(Data items)
BEGIN
//! Sensor edge tracking shared between interrupt and loop context.
//!
//! [`EventTracker`] is written from the edge handlers and read by the service
//! loop. Each sensor's composite state is swapped as a whole inside a
//! critical section, so the loop never pairs a fresh timestamp with a stale
//! door level.

use core::cell::Cell;
use core::time::Duration;

use critical_section::Mutex;

/// Sensors wired to the board.
#[derive(Copy, Clone, Debug, Eq, PartialEq)]
#[cfg_attr(feature = "defmt", derive(defmt::Format))]
pub enum Sensor {
    Door,
    Motion,
}

impl Sensor {
    /// Short label used in logs.
    #[must_use]
    pub const fn label(self) -> &'static str {
        match self {
            Sensor::Door => "door",
            Sensor::Motion => "motion",
        }
    }
}

/// Logic level sampled on an input pin.
#[derive(Copy, Clone, Debug, Eq, PartialEq)]
#[cfg_attr(feature = "defmt", derive(defmt::Format))]
pub enum PinLevel {
    Low,
    High,
}

impl PinLevel {
    #[must_use]
    pub const fn from_high(high: bool) -> Self {
        if high { PinLevel::High } else { PinLevel::Low }
    }

    #[must_use]
    pub const fn is_high(self) -> bool {
        matches!(self, PinLevel::High)
    }
}

/// Time of the most recent edge on a sensor, measured from boot.
#[derive(Copy, Clone, Debug, Eq, PartialEq)]
pub struct SensorEvent {
    pub last_timestamp: Duration,
}

impl SensorEvent {
    #[must_use]
    pub const fn at(last_timestamp: Duration) -> Self {
        Self { last_timestamp }
    }

    /// Time since the edge, zero if `now` predates it.
    #[must_use]
    pub fn elapsed(&self, now: Duration) -> Duration {
        now.saturating_sub(self.last_timestamp)
    }

    // Timestamps never move backwards, even if an edge is stamped late.
    fn advanced_to(self, now: Duration) -> Self {
        Self::at(self.last_timestamp.max(now))
    }
}

/// Door contact state at its last transition.
#[derive(Copy, Clone, Debug, Eq, PartialEq)]
pub struct DoorState {
    pub is_open: bool,
    pub change: SensorEvent,
}

/// Both sensors, captured together.
#[derive(Copy, Clone, Debug, Eq, PartialEq)]
pub struct TrackerSnapshot {
    pub door: DoorState,
    pub motion: SensorEvent,
}

/// Interrupt-safe store for sensor edges.
pub struct EventTracker {
    state: Mutex<Cell<TrackerSnapshot>>,
}

impl EventTracker {
    /// Creates a tracker stamped with `boot`, seeding the door from its
    /// sampled pin level.
    #[must_use]
    pub const fn new(boot: Duration, door_level: PinLevel) -> Self {
        Self {
            state: Mutex::new(Cell::new(TrackerSnapshot {
                door: DoorState {
                    is_open: door_level.is_high(),
                    change: SensorEvent::at(boot),
                },
                motion: SensorEvent::at(boot),
            })),
        }
    }

    /// Records an edge on `sensor`. Safe to call from interrupt context; it
    /// never blocks or allocates.
    pub fn on_pin_change(&self, sensor: Sensor, level: PinLevel, now: Duration) {
        critical_section::with(|cs| {
            let cell = self.state.borrow(cs);
            let mut state = cell.get();
            match sensor {
                Sensor::Door => {
                    state.door = DoorState {
                        is_open: level.is_high(),
                        change: state.door.change.advanced_to(now),
                    };
                }
                Sensor::Motion => state.motion = state.motion.advanced_to(now),
            }
            cell.set(state);
        });
    }

    /// Last edge time for a single sensor.
    #[must_use]
    pub fn read(&self, sensor: Sensor) -> SensorEvent {
        let snapshot = self.snapshot();
        match sensor {
            Sensor::Door => snapshot.door.change,
            Sensor::Motion => snapshot.motion,
        }
    }

    /// Door level and change time, read as one unit.
    #[must_use]
    pub fn door(&self) -> DoorState {
        self.snapshot().door
    }

    /// Both sensors under a single critical section.
    #[must_use]
    pub fn snapshot(&self) -> TrackerSnapshot {
        critical_section::with(|cs| self.state.borrow(cs).get())
    }
}
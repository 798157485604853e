//! Declarative descriptors for the mutable regions of the status page.

use core::fmt;
use core::ops::Range;

/// Width of the elapsed-milliseconds fields.
pub const ELAPSED_WIDTH: usize = 12;

/// Width of the door label field.
pub const LABEL_WIDTH: usize = 8;

/// Largest span, first field start to last field end, a response can hold
/// a private copy of.
pub const LIVE_SPAN_CAPACITY: usize = 64;

/// Mutable regions of the status page.
#[derive(Copy, Clone, Debug, Eq, PartialEq)]
#[cfg_attr(feature = "defmt", derive(defmt::Format))]
pub enum FieldId {
    MotionElapsed,
    DoorLabel,
    DoorElapsed,
}

impl FieldId {
    /// Number of fields in a [`FieldTable`].
    pub const COUNT: usize = 3;

    /// Position of the field inside a [`FieldTable`].
    #[must_use]
    pub const fn as_index(self) -> usize {
        match self {
            FieldId::MotionElapsed => 0,
            FieldId::DoorLabel => 1,
            FieldId::DoorElapsed => 2,
        }
    }
}

/// Compile-time description of a field: the field starts right after
/// `anchor` and spans `width` bytes. Values are right-justified and padded
/// with `fill`.
#[derive(Copy, Clone, Debug, Eq, PartialEq)]
pub struct FieldSpec {
    pub id: FieldId,
    pub anchor: &'static [u8],
    pub width: usize,
    pub fill: u8,
}

impl FieldSpec {
    pub const fn new(id: FieldId, anchor: &'static [u8], width: usize) -> Self {
        Self {
            id,
            anchor,
            width,
            fill: b' ',
        }
    }
}

/// Fields of the shipped status page, in [`FieldId::as_index`] order. The
/// anchors are the script variable names the page parses the values from.
pub const STATUS_FIELDS: [FieldSpec; FieldId::COUNT] = [
    FieldSpec::new(FieldId::MotionElapsed, b"lastMotionMs:", ELAPSED_WIDTH),
    FieldSpec::new(FieldId::DoorLabel, b"doorState:", LABEL_WIDTH),
    FieldSpec::new(FieldId::DoorElapsed, b"lastDoorChangeMs:", ELAPSED_WIDTH),
];

/// A field placed at a concrete byte offset.
#[derive(Copy, Clone, Debug, Eq, PartialEq)]
pub struct TemplateField {
    pub id: FieldId,
    pub offset: usize,
    pub width: usize,
    pub fill: u8,
}

impl TemplateField {
    /// Byte range occupied inside the document.
    #[must_use]
    pub const fn range(&self) -> Range<usize> {
        self.offset..self.offset + self.width
    }

    fn overlaps(&self, other: &TemplateField) -> bool {
        self.offset < other.offset + other.width && other.offset < self.offset + self.width
    }
}

/// Reasons a document cannot host its field table.
#[derive(Copy, Clone, Debug, Eq, PartialEq)]
#[cfg_attr(feature = "defmt", derive(defmt::Format))]
pub enum TemplateError {
    /// The field's anchor text does not occur in the document.
    AnchorMissing(FieldId),
    /// The anchor occurs more than once, so the offset is ambiguous.
    AnchorAmbiguous(FieldId),
    /// The field has zero width.
    EmptyField(FieldId),
    /// The field extends past the end of the document.
    OutOfBounds(FieldId),
    /// Two fields share bytes.
    Overlap(FieldId, FieldId),
    /// Field specs are not listed in [`FieldId::as_index`] order.
    Misordered(FieldId),
    /// The door label field cannot hold the fixed-size label variants.
    LabelWidthMismatch { width: usize },
    /// The fields are spread wider than [`LIVE_SPAN_CAPACITY`].
    SpanTooWide { width: usize },
}

impl fmt::Display for TemplateError {
    fn fmt(&self, f: &mut fmt::Formatter<'_>) -> fmt::Result {
        match self {
            TemplateError::AnchorMissing(id) => write!(f, "anchor for {id:?} not found"),
            TemplateError::AnchorAmbiguous(id) => write!(f, "anchor for {id:?} occurs twice"),
            TemplateError::EmptyField(id) => write!(f, "field {id:?} has zero width"),
            TemplateError::OutOfBounds(id) => write!(f, "field {id:?} runs past the document"),
            TemplateError::Overlap(a, b) => write!(f, "fields {a:?} and {b:?} overlap"),
            TemplateError::Misordered(id) => write!(f, "field {id:?} declared out of order"),
            TemplateError::LabelWidthMismatch { width } => {
                write!(f, "door label field is {width} bytes, labels are {LABEL_WIDTH}")
            }
            TemplateError::SpanTooWide { width } => {
                write!(f, "fields span {width} bytes, at most {LIVE_SPAN_CAPACITY} fit")
            }
        }
    }
}

/// Located fields, validated against a concrete document.
#[derive(Copy, Clone, Debug, Eq, PartialEq)]
pub struct FieldTable {
    fields: [TemplateField; FieldId::COUNT],
}

impl FieldTable {
    /// Places every spec in `document` and checks bounds and overlap.
    ///
    /// # Errors
    ///
    /// Returns a [`TemplateError`] describing the first descriptor that
    /// cannot be placed.
    pub fn locate(
        document: &[u8],
        specs: &[FieldSpec; FieldId::COUNT],
    ) -> Result<Self, TemplateError> {
        let fields = [
            place(document, &specs[0], 0)?,
            place(document, &specs[1], 1)?,
            place(document, &specs[2], 2)?,
        ];

        for (index, field) in fields.iter().enumerate() {
            if let Some(other) = fields[index + 1..].iter().find(|other| field.overlaps(other)) {
                return Err(TemplateError::Overlap(field.id, other.id));
            }
        }

        let label = fields[FieldId::DoorLabel.as_index()];
        if label.width != LABEL_WIDTH {
            return Err(TemplateError::LabelWidthMismatch { width: label.width });
        }

        let table = Self { fields };
        let width = table.span().len();
        if width > LIVE_SPAN_CAPACITY {
            return Err(TemplateError::SpanTooWide { width });
        }
        Ok(table)
    }

    /// Smallest byte range covering every field.
    #[must_use]
    pub fn span(&self) -> Range<usize> {
        let start = self.fields.iter().map(|field| field.offset).min().unwrap_or(0);
        let end = self
            .fields
            .iter()
            .map(|field| field.offset + field.width)
            .max()
            .unwrap_or(0);
        start..end
    }

    /// Returns the placed field for `id`.
    #[must_use]
    pub const fn get(&self, id: FieldId) -> &TemplateField {
        &self.fields[id.as_index()]
    }

    /// Iterates over the placed fields in index order.
    pub fn iter(&self) -> core::slice::Iter<'_, TemplateField> {
        self.fields.iter()
    }

    /// Returns `true` when `offset` belongs to any field.
    #[must_use]
    pub fn covers(&self, offset: usize) -> bool {
        self.fields.iter().any(|field| field.range().contains(&offset))
    }
}

fn place(document: &[u8], spec: &FieldSpec, index: usize) -> Result<TemplateField, TemplateError> {
    if spec.id.as_index() != index {
        return Err(TemplateError::Misordered(spec.id));
    }
    if spec.width == 0 {
        return Err(TemplateError::EmptyField(spec.id));
    }

    let position = find(document, spec.anchor).ok_or(TemplateError::AnchorMissing(spec.id))?;
    let after = position + spec.anchor.len();
    if find(&document[after..], spec.anchor).is_some() {
        return Err(TemplateError::AnchorAmbiguous(spec.id));
    }
    if after + spec.width > document.len() {
        return Err(TemplateError::OutOfBounds(spec.id));
    }

    Ok(TemplateField {
        id: spec.id,
        offset: after,
        width: spec.width,
        fill: spec.fill,
    })
}

fn find(haystack: &[u8], needle: &[u8]) -> Option<usize> {
    if needle.is_empty() {
        return None;
    }
    haystack
        .windows(needle.len())
        .position(|window| window == needle)
}

#[cfg(test)]
mod tests {
    use super::*;

    const DOC: &[u8] = b"<p>a:            |b:  \"OPEN\"|c:            </p>";

    fn specs() -> [FieldSpec; FieldId::COUNT] {
        [
            FieldSpec::new(FieldId::MotionElapsed, b"a:", ELAPSED_WIDTH),
            FieldSpec::new(FieldId::DoorLabel, b"b:", LABEL_WIDTH),
            FieldSpec::new(FieldId::DoorElapsed, b"c:", ELAPSED_WIDTH),
        ]
    }

    #[test]
    fn locates_fields_after_their_anchors() {
        let table = FieldTable::locate(DOC, &specs()).expect("fields should place");
        assert_eq!(table.get(FieldId::MotionElapsed).offset, 5);
        assert_eq!(table.get(FieldId::DoorLabel).range(), 20..28);
        assert_eq!(&DOC[table.get(FieldId::DoorLabel).range()], b"  \"OPEN\"");
        assert!(table.covers(5));
        assert!(!table.covers(17));
        assert_eq!(table.span(), 5..43);
    }

    #[test]
    fn rejects_fields_spread_past_the_live_span() {
        let mut doc = b"a:            |b:  \"OPEN\"|".to_vec();
        doc.extend_from_slice(&[b'-'; LIVE_SPAN_CAPACITY]);
        doc.extend_from_slice(b"c:            ");
        assert!(matches!(
            FieldTable::locate(&doc, &specs()),
            Err(TemplateError::SpanTooWide { width }) if width > LIVE_SPAN_CAPACITY
        ));
    }

    #[test]
    fn rejects_missing_anchor() {
        let mut specs = specs();
        specs[2].anchor = b"zz:";
        assert_eq!(
            FieldTable::locate(DOC, &specs),
            Err(TemplateError::AnchorMissing(FieldId::DoorElapsed))
        );
    }

    #[test]
    fn rejects_field_past_the_end() {
        let mut specs = specs();
        specs[2].width = 40;
        assert_eq!(
            FieldTable::locate(DOC, &specs),
            Err(TemplateError::OutOfBounds(FieldId::DoorElapsed))
        );
    }

    #[test]
    fn rejects_overlapping_fields() {
        let mut specs = specs();
        specs[0].width = 18;
        assert_eq!(
            FieldTable::locate(DOC, &specs),
            Err(TemplateError::Overlap(FieldId::MotionElapsed, FieldId::DoorLabel))
        );
    }

    #[test]
    fn rejects_label_field_that_cannot_hold_labels() {
        let mut specs = specs();
        specs[1].width = 6;
        assert_eq!(
            FieldTable::locate(DOC, &specs),
            Err(TemplateError::LabelWidthMismatch { width: 6 })
        );
    }

    #[test]
    fn rejects_ambiguous_and_misordered_specs() {
        let doc = b"a:            a:            b:  \"OPEN\"c:            ";
        assert_eq!(
            FieldTable::locate(doc, &specs()),
            Err(TemplateError::AnchorAmbiguous(FieldId::MotionElapsed))
        );

        let mut swapped = specs();
        swapped.swap(0, 2);
        assert_eq!(
            FieldTable::locate(DOC, &swapped),
            Err(TemplateError::Misordered(FieldId::DoorElapsed))
        );
    }
}
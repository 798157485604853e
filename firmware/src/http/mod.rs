//! TCP sockets behind the HTTP slots.

use core::task::Poll;

use alarm_core::config::{HTTP_PORT, HTTP_SLOT_COUNT, SOCKET_BUFFER_SIZE};
use alarm_core::document::Page;
use alarm_core::http::{HttpSlots, SlotSocket};
use alarm_core::scheduler::{ConnectionService, SlotId};
use embassy_futures::poll_once;
use embassy_net::Stack;
use embassy_net::tcp::{Error, State, TcpSocket};

use crate::{status, telemetry};

/// Idle connections are dropped after this long.
const SOCKET_TIMEOUT: embassy_time::Duration = embassy_time::Duration::from_secs(10);

/// Receive and transmit storage for one slot.
pub struct SocketBuffers {
    rx: [u8; SOCKET_BUFFER_SIZE],
    tx: [u8; SOCKET_BUFFER_SIZE],
}

impl SocketBuffers {
    pub const fn new() -> Self {
        Self {
            rx: [0; SOCKET_BUFFER_SIZE],
            tx: [0; SOCKET_BUFFER_SIZE],
        }
    }
}

/// One listening socket, polled without ever awaiting.
///
/// Futures from [`TcpSocket`] are polled exactly once per call; wakeups are
/// unnecessary because the service loop revisits every slot each tick.
pub struct TcpSlotSocket {
    socket: TcpSocket<'static>,
    port: u16,
    listening: bool,
    closing: bool,
}

impl TcpSlotSocket {
    pub fn new(stack: Stack<'static>, buffers: &'static mut SocketBuffers, port: u16) -> Self {
        let mut socket = TcpSocket::new(stack, &mut buffers.rx, &mut buffers.tx);
        socket.set_timeout(Some(SOCKET_TIMEOUT));
        Self {
            socket,
            port,
            listening: false,
            closing: false,
        }
    }
}

impl SlotSocket for TcpSlotSocket {
    type Error = Error;

    fn poll_accept(&mut self) -> Poll<Result<(), Error>> {
        if self.listening {
            return match self.socket.state() {
                State::Listen | State::SynReceived => Poll::Pending,
                State::Closed => {
                    self.listening = false;
                    Poll::Pending
                }
                _ => {
                    self.listening = false;
                    Poll::Ready(Ok(()))
                }
            };
        }

        // A reset socket lingers briefly before it can listen again.
        if self.socket.state() != State::Closed {
            return Poll::Pending;
        }

        match poll_once(self.socket.accept(self.port)) {
            Poll::Ready(Ok(())) => Poll::Ready(Ok(())),
            Poll::Ready(Err(_)) => Poll::Pending,
            Poll::Pending => {
                self.listening = true;
                Poll::Pending
            }
        }
    }

    fn poll_read(&mut self, buf: &mut [u8]) -> Poll<Result<usize, Error>> {
        poll_once(self.socket.read(buf))
    }

    fn poll_write(&mut self, data: &[u8]) -> Poll<Result<usize, Error>> {
        poll_once(self.socket.write(data))
    }

    fn poll_close(&mut self) -> Poll<()> {
        if !self.closing {
            self.socket.close();
            self.closing = true;
        }
        match self.socket.state() {
            State::Closed => {
                self.closing = false;
                Poll::Ready(())
            }
            // The peer has acknowledged everything; skip the wait so the
            // slot can listen again right away.
            State::TimeWait => {
                self.socket.abort();
                self.closing = false;
                Poll::Ready(())
            }
            _ => Poll::Pending,
        }
    }

    fn abort(&mut self) {
        self.socket.abort();
        self.listening = false;
        self.closing = false;
    }
}

/// Every slot's socket, created once at boot.
pub fn sockets(
    stack: Stack<'static>,
    buffers: &'static mut [SocketBuffers; HTTP_SLOT_COUNT],
) -> [TcpSlotSocket; HTTP_SLOT_COUNT] {
    buffers
        .each_mut()
        .map(|buffers| TcpSlotSocket::new(stack, buffers, HTTP_PORT))
}

/// Slot pool that logs connection milestones and counts responses.
pub struct LoggedSlots {
    slots: HttpSlots<TcpSlotSocket, HTTP_SLOT_COUNT>,
}

impl LoggedSlots {
    pub fn new(sockets: [TcpSlotSocket; HTTP_SLOT_COUNT]) -> Self {
        Self {
            slots: HttpSlots::new(sockets),
        }
    }

    fn responses(&self, slot: SlotId) -> u32 {
        self.slots.get(slot).map_or(0, |slot| slot.responses())
    }
}

impl ConnectionService for LoggedSlots {
    fn service(&mut self, slot: SlotId, page: &Page<'_>) {
        let before = self.responses(slot);
        let event = self.slots.service_slot(slot, page);
        if self.responses(slot) != before {
            status::record_response();
        }
        if let Some(line) = event.and_then(|event| telemetry::slot_line(slot, event)) {
            telemetry::emit(&line);
        }
    }
}
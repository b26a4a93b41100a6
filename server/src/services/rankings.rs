use serde::Deserialize;
use wagerboard_shared::{LeaderboardEntry, MAX_PAGE_SIZE, RangeWindow};

use crate::error::ApiError;

/// Upstream affiliate-ranking provider endpoint plus its credential.
#[derive(Debug, Clone)]
pub struct UpstreamConfig {
    pub base_url: String,
    pub api_key: Option<String>,
}

#[derive(Debug, Default, Deserialize)]
struct AffiliatesPayload {
    #[serde(default)]
    affiliates: Vec<RawAffiliate>,
}

/// Raw provider record. The metric arrives as either a number or a
/// numeric string depending on provider version, so both are coerced.
#[derive(Debug, Default, Deserialize)]
struct RawAffiliate {
    #[serde(default)]
    username: String,
    #[serde(default)]
    wagered_amount: serde_json::Value,
    #[serde(default)]
    bets: serde_json::Value,
}

/// Fetches the provider records for `range` and returns them filtered,
/// sorted, truncated and densely ranked. Stateless; any failure surfaces
/// as a single `Upstream` error with no internal retries.
pub async fn fetch_ranked(
    client: &reqwest::Client,
    upstream: &UpstreamConfig,
    range: &RangeWindow,
    limit: usize,
) -> Result<Vec<LeaderboardEntry>, ApiError> {
    let Some(api_key) = upstream.api_key.as_deref() else {
        return Err(ApiError::Upstream("RANKINGS_API_KEY is not configured".into()));
    };

    let mut url = reqwest::Url::parse(&upstream.base_url)
        .map_err(|e| ApiError::Upstream(format!("invalid provider url: {e}")))?;
    url.query_pairs_mut()
        .append_pair("start_at", &range.start.format("%Y-%m-%d").to_string())
        .append_pair("end_at", &range.end.format("%Y-%m-%d").to_string())
        .append_pair("key", api_key);

    let response = client
        .get(url)
        .send()
        .await
        .map_err(|e| ApiError::Upstream(format!("provider unreachable: {e}")))?;

    let status = response.status();
    if !status.is_success() {
        return Err(ApiError::Upstream(format!(
            "provider returned status {status}"
        )));
    }

    let payload: AffiliatesPayload = response
        .json()
        .await
        .map_err(|e| ApiError::Upstream(format!("unparseable provider payload: {e}")))?;

    Ok(rank_affiliates(payload.affiliates, limit))
}

/// Pure ranking step: coerce metrics, drop non-positive rows, stable-sort
/// descending (ties keep provider order), truncate to the clamped limit
/// and assign dense 1-based ranks.
fn rank_affiliates(affiliates: Vec<RawAffiliate>, limit: usize) -> Vec<LeaderboardEntry> {
    let limit = limit.clamp(1, MAX_PAGE_SIZE);

    let mut rows: Vec<(String, f64, Option<u64>)> = affiliates
        .into_iter()
        .map(|raw| {
            (
                raw.username,
                coerce_metric(&raw.wagered_amount),
                coerce_count(&raw.bets),
            )
        })
        .filter(|(_, wagered, _)| *wagered > 0.0)
        .collect();

    rows.sort_by(|a, b| b.1.partial_cmp(&a.1).unwrap_or(std::cmp::Ordering::Equal));
    rows.truncate(limit);

    rows.into_iter()
        .enumerate()
        .map(|(index, (username, wagered, bets))| LeaderboardEntry {
            username,
            wagered,
            rank: index as u32 + 1,
            bets,
        })
        .collect()
}

fn coerce_metric(value: &serde_json::Value) -> f64 {
    match value {
        serde_json::Value::Number(n) => n.as_f64().unwrap_or(0.0),
        serde_json::Value::String(s) => s.trim().parse::<f64>().unwrap_or(0.0),
        _ => 0.0,
    }
}

fn coerce_count(value: &serde_json::Value) -> Option<u64> {
    match value {
        serde_json::Value::Number(n) => n.as_u64(),
        serde_json::Value::String(s) => s.trim().parse::<u64>().ok(),
        _ => None,
    }
}

#[cfg(test)]
mod tests {
    use super::*;

    fn raw(username: &str, wagered: serde_json::Value) -> RawAffiliate {
        RawAffiliate {
            username: username.to_string(),
            wagered_amount: wagered,
            bets: serde_json::Value::Null,
        }
    }

    #[test]
    fn ranks_are_dense_sorted_and_positive_only() {
        let affiliates = vec![
            raw("low", serde_json::json!(10.5)),
            raw("zero", serde_json::json!(0)),
            raw("high", serde_json::json!("950.25")),
            raw("negative", serde_json::json!(-3)),
            raw("mid", serde_json::json!(100)),
        ];
        let ranked = rank_affiliates(affiliates, 50);
        let names: Vec<&str> = ranked.iter().map(|e| e.username.as_str()).collect();
        assert_eq!(names, vec!["high", "mid", "low"]);
        let ranks: Vec<u32> = ranked.iter().map(|e| e.rank).collect();
        assert_eq!(ranks, vec![1, 2, 3]);
        for pair in ranked.windows(2) {
            assert!(pair[0].wagered >= pair[1].wagered);
        }
    }

    #[test]
    fn ties_keep_provider_order() {
        let affiliates = vec![
            raw("first", serde_json::json!(100)),
            raw("second", serde_json::json!(100)),
            raw("third", serde_json::json!(100)),
        ];
        let ranked = rank_affiliates(affiliates, 10);
        let names: Vec<&str> = ranked.iter().map(|e| e.username.as_str()).collect();
        assert_eq!(names, vec!["first", "second", "third"]);
    }

    #[test]
    fn limit_truncates_after_filtering_and_is_clamped() {
        let affiliates: Vec<RawAffiliate> = (0..30)
            .map(|i| raw(&format!("user{i}"), serde_json::json!(1000 - i)))
            .collect();
        let ranked = rank_affiliates(affiliates, 5);
        assert_eq!(ranked.len(), 5);
        assert_eq!(ranked.last().unwrap().rank, 5);

        let affiliates: Vec<RawAffiliate> = (0..3)
            .map(|i| raw(&format!("user{i}"), serde_json::json!(10 + i)))
            .collect();
        // A zero limit clamps up to one row rather than none.
        assert_eq!(rank_affiliates(affiliates, 0).len(), 1);
    }

    #[test]
    fn unparseable_metrics_default_to_zero_and_drop_out() {
        let affiliates = vec![
            raw("garbled", serde_json::json!("not-a-number")),
            raw("missing", serde_json::Value::Null),
            raw("ok", serde_json::json!("12.5")),
        ];
        let ranked = rank_affiliates(affiliates, 10);
        assert_eq!(ranked.len(), 1);
        assert_eq!(ranked[0].username, "ok");
        assert_eq!(ranked[0].wagered, 12.5);
    }

    #[test]
    fn bets_coerce_from_numbers_and_strings() {
        let mut record = raw("a", serde_json::json!(5));
        record.bets = serde_json::json!(17);
        assert_eq!(rank_affiliates(vec![record], 10)[0].bets, Some(17));

        let mut record = raw("b", serde_json::json!(5));
        record.bets = serde_json::json!("23");
        assert_eq!(rank_affiliates(vec![record], 10)[0].bets, Some(23));

        let record = raw("c", serde_json::json!(5));
        assert_eq!(rank_affiliates(vec![record], 10)[0].bets, None);
    }

    #[test]
    fn empty_provider_list_yields_zero_entries() {
        assert!(rank_affiliates(Vec::new(), 10).is_empty());
    }
}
END
Scanning the data above, copy out every line where "occurs" is found.

    /// The anchor occurs more than once, so the offset is ambiguous.
            TemplateError::AnchorAmbiguous(id) => write!(f, "anchor for {id:?} occurs twice"),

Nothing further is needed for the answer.